Stored records

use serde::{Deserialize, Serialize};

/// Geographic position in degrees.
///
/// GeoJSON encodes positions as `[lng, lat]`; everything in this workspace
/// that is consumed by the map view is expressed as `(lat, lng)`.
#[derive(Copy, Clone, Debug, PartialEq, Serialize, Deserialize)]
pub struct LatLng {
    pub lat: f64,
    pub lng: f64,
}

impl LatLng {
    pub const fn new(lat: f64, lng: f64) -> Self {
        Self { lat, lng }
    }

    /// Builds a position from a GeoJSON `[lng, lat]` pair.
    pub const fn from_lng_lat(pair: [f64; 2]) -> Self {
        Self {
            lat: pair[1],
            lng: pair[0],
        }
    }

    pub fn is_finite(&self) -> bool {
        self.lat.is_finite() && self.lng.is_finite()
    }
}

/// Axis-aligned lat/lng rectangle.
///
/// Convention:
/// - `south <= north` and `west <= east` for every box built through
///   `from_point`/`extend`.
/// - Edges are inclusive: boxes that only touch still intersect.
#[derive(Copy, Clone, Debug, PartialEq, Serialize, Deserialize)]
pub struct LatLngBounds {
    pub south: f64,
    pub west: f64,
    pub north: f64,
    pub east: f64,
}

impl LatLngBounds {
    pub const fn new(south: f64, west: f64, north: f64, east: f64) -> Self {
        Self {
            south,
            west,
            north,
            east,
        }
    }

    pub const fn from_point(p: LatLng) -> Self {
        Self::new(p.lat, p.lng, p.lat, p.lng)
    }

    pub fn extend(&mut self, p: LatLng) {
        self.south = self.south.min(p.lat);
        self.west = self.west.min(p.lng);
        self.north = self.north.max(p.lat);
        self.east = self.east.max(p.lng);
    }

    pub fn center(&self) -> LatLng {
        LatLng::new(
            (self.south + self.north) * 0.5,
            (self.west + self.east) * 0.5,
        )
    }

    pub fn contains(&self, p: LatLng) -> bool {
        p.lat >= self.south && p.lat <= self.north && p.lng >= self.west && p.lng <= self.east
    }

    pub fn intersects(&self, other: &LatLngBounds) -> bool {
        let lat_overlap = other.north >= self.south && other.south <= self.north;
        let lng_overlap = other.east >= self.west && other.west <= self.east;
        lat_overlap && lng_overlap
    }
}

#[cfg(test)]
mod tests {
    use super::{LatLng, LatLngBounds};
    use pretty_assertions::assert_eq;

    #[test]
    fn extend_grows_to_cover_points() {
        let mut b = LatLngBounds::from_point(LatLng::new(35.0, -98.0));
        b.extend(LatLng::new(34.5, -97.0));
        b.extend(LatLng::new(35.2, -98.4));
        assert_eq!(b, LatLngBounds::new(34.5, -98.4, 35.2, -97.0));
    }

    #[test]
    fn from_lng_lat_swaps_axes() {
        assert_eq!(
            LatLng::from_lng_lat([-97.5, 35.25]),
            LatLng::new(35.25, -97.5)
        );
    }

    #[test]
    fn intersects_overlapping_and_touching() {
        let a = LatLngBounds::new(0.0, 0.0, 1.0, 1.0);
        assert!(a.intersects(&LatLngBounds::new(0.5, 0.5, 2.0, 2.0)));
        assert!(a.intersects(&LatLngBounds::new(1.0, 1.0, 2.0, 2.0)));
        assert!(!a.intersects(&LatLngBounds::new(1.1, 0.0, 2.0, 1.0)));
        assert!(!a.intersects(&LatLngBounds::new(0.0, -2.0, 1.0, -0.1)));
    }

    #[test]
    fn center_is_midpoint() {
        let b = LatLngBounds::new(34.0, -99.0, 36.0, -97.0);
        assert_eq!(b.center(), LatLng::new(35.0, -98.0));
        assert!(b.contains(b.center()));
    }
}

:: Exercise details ::
Every line that contains the string "bool" should be copied from the entries.

:: Answer space ::
    pub fn is_finite(&self) -> bool {
    pub fn contains(&self, p: LatLng) -> bool {
    pub fn intersects(&self, other: &LatLngBounds) -> bool {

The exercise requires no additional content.